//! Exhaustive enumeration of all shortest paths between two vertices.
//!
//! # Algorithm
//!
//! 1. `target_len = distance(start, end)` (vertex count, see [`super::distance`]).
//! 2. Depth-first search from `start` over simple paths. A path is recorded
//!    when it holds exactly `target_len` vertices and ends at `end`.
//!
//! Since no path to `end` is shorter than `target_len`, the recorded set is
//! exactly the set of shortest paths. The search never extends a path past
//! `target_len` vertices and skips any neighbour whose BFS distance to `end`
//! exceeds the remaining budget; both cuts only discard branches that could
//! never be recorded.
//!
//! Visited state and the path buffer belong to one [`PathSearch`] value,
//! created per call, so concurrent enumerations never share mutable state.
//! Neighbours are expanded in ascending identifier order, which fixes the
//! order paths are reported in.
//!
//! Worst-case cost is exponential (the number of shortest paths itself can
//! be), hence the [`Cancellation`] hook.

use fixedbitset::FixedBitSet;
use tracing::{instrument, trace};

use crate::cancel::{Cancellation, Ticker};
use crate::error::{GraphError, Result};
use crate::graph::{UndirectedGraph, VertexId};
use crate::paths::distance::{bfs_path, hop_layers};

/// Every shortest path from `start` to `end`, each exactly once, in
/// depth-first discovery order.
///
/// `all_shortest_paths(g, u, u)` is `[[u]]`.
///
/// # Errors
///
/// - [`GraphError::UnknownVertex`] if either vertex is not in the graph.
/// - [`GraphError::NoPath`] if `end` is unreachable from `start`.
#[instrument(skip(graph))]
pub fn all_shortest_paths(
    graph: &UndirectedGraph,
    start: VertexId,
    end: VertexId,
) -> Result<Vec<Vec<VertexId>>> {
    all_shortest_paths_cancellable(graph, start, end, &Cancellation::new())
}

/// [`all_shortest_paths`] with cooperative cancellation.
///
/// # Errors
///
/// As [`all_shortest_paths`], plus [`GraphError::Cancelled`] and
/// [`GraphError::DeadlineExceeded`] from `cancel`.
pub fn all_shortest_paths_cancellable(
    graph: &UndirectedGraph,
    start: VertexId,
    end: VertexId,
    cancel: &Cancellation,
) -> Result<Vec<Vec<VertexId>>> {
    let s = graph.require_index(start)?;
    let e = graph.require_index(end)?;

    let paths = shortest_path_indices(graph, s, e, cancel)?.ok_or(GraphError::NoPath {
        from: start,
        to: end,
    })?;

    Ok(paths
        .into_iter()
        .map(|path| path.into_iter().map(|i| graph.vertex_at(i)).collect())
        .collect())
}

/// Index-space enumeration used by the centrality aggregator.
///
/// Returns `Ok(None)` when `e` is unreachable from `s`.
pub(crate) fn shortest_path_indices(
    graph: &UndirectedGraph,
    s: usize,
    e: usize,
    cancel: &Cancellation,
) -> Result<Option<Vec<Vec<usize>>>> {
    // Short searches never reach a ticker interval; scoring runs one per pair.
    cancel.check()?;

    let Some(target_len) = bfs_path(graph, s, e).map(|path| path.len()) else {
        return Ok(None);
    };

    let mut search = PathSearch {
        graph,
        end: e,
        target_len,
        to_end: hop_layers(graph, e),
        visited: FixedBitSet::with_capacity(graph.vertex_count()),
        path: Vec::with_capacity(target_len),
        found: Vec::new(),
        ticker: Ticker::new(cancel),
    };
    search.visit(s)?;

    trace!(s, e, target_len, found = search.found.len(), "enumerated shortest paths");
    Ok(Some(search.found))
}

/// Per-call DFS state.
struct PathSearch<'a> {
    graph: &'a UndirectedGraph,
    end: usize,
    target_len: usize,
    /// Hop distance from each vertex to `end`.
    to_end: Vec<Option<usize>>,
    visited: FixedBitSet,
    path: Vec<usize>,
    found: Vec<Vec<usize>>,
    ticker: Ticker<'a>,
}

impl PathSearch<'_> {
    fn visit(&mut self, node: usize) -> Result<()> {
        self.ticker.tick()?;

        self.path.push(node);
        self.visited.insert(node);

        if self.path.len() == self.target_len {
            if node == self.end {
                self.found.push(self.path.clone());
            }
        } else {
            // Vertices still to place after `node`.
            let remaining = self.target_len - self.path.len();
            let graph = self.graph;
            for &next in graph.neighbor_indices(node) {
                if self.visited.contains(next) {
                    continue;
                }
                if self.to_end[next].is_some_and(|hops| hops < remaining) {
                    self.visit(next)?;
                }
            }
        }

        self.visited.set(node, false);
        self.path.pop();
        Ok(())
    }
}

**Aim of the exercise**
Write out the lines above from the one containing "if self.to_end[next].is_some_and(|hops| hops" through the last, exactly as they are.

**Result**
                if self.to_end[next].is_some_and(|hops| hops < remaining) {
                    self.visit(next)?;
                }
            }
        }

        self.visited.set(node, false);
        self.path.pop();
        Ok(())
    }
}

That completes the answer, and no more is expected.